Per la sua nuova gigafactory di elettrolizzatori Ansaldo Energia guarda alle tecnologie più innovative
di Francesco Bottino
Genova – La nuova gigafactory che Ansaldo Green Tech – controllata di Ansaldo Energia – realizzerà a Genova, all’interno dello storico sito industriale del gruppo, si concentrerà sulle tecnologie di elettrolisi più innovative, ovvero SOEC (Solid Oxide Electrolysis Cells) e AEM (Anion Exchange Membrane), e non produrrà invece elettrolizzatori alcalini o PEM.
Lo ha chiarito Luca Rolfi, Hydrogen Product Line Manager di Ansaldo Green Tech, intervenendo in occasione del convegno ‘Liguria: innovazione e idrogeno per il futuro della nostra regione’, svoltosi presso la sede della Facoltà di Ingegneria dell’Università di Genova.
Il progetto, ammesso al programma europeo IPCEI Hy2Tech – il primo Import Project of European Common Interest sull’idrogeno, varato dalla Commissione nel luglio dello scorso anno – tramite cui riceverà un significativo finanziamento pubblico, prevede la realizzazione, come detto nel contesto del polo produttivo di Ansaldo Energia ubicato a Genova Cornigliano, di un sito per la produzione di elettrolizzatori con una capacità complessiva che, nel 2026, raggiungerà i 600 MW all’anno.

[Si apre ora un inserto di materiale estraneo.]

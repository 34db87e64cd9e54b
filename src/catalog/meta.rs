//! Catalog records and the `MetaDb` interface

use serde::{Deserialize, Serialize};

use crate::error::Result;
use crate::fragment::{Fragment, Schema};

/// Catalog entry for a database
#[derive(Debug, Clone, PartialEq, Serialize, Deserialize)]
pub struct DbDef {
    pub name: String,
    /// Fragment names in registration order
    pub fragments: Vec<String>,
    /// Rows across all registered fragments
    pub row_count: u64,
    /// Encoded bytes across all registered fragments
    pub size_bytes: u64,
}

impl DbDef {
    pub fn new(name: impl Into<String>) -> Self {
        Self {
            name: name.into(),
            fragments: Vec::new(),
            row_count: 0,
            size_bytes: 0,
        }
    }
}

/// Catalog entry for a fragment
#[derive(Debug, Clone, PartialEq, Serialize, Deserialize)]
pub struct FragDef {
    pub name: String,
    pub db: String,
    /// Storage device the fragment was written to
    pub device: Option<String>,
    pub schema: Schema,
    pub row_count: u64,
    pub size_bytes: u64,
}

impl FragDef {
    /// Describe a materialised fragment
    pub fn describe(db: &str, device: Option<&str>, frag: &Fragment) -> Self {
        Self {
            name: frag.name().to_string(),
            db: db.to_string(),
            device: device.map(str::to_string),
            schema: frag.schema().clone(),
            row_count: frag.row_count() as u64,
            size_bytes: frag.size_bytes() as u64,
        }
    }
}

/// Persistent catalog of databases and fragments
pub trait MetaDb: Send + Sync {
    /// Look up a database
    fn find_db(&self, name: &str) -> Result<DbDef>;

    /// Register a new database
    fn add_db(&self, name: &str) -> Result<DbDef>;

    /// Unregister a database and all of its fragments
    fn remove_db(&self, name: &str) -> Result<DbDef>;

    /// Replace the stored statistics of a database
    fn update_db(&self, db: &DbDef) -> Result<()>;

    /// List database names in sorted order
    fn list_dbs(&self) -> Result<Vec<String>>;

    /// Look up a fragment
    fn find_frag(&self, db: &str, name: &str) -> Result<FragDef>;

    /// Register a fragment in its database
    fn add_frag(&self, frag: FragDef) -> Result<()>;

    /// Unregister a fragment
    fn remove_frag(&self, db: &str, name: &str) -> Result<FragDef>;

    /// Persist pending changes
    fn flush(&self) -> Result<()> {
        Ok(())
    }
}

“Vogliamo progettare e realizzare il prodotto completo, partendo dalle celle elettrolitiche fino all’involucro esterno della macchina” ha spiegato Rolfi, che nel suo intervento ha anche ricordato come il gruppo sia impegnato sul fronte dell’idrogeno a 360°, con le sue turbine H2-ready già installate in varie location (come a Marghera, nella nuova centrale di Edison) e con una turbina in grado di bruciare anche ammoniaca, in fase di certificazione proprio in questo periodo.
Per quanto riguarda gli elettrolizzatori – ha precisato il manager di Ansaldo – “ci concentreremo sulle tecnologie SOEC (Solid Oxide Electrolysis Cells) e AEM (Anion Exchange Membrane), che oggi hanno un livello di maturità meno elevato di altre soluzioni già in uso, ma che noi riteniamo promettenti e complementari tra loro”.
Come illustrato dello stesso Rolfi, infatti, gli elettrolizzatori SOEC, che lavorano ad alta temperatura, hanno bisogno di tempo per raggiungere l’assetto di funzionamento ottimale, ma una volta a regime raggiungono tassi di efficienza molto elevati per questo tipo di impianti, nell’ordine dell’80%, e possono garantire una produzione in continuità, “motivo per cui sono particolarmente adatti ad essere integrati nel ciclo produttivo delle industrie hard to abate, che per sostituire il metano come combustibile hanno bisogno di un afflusso di idrogeno costante”.
Approccio sostanzialmente opposto a quello degli elettrolizzatori AEM, che lavorano a basse temperature e che trovano il loro punto di forza nella grande flessibilità d’impiego: “In questo caso il contesto di utilizzo ideale è legato a quelle applicazioni dove la produzione di idrogeno deve avvenire a richiesta, magari in momenti diversi a seconda delle necessità” ha concluso Rolfi.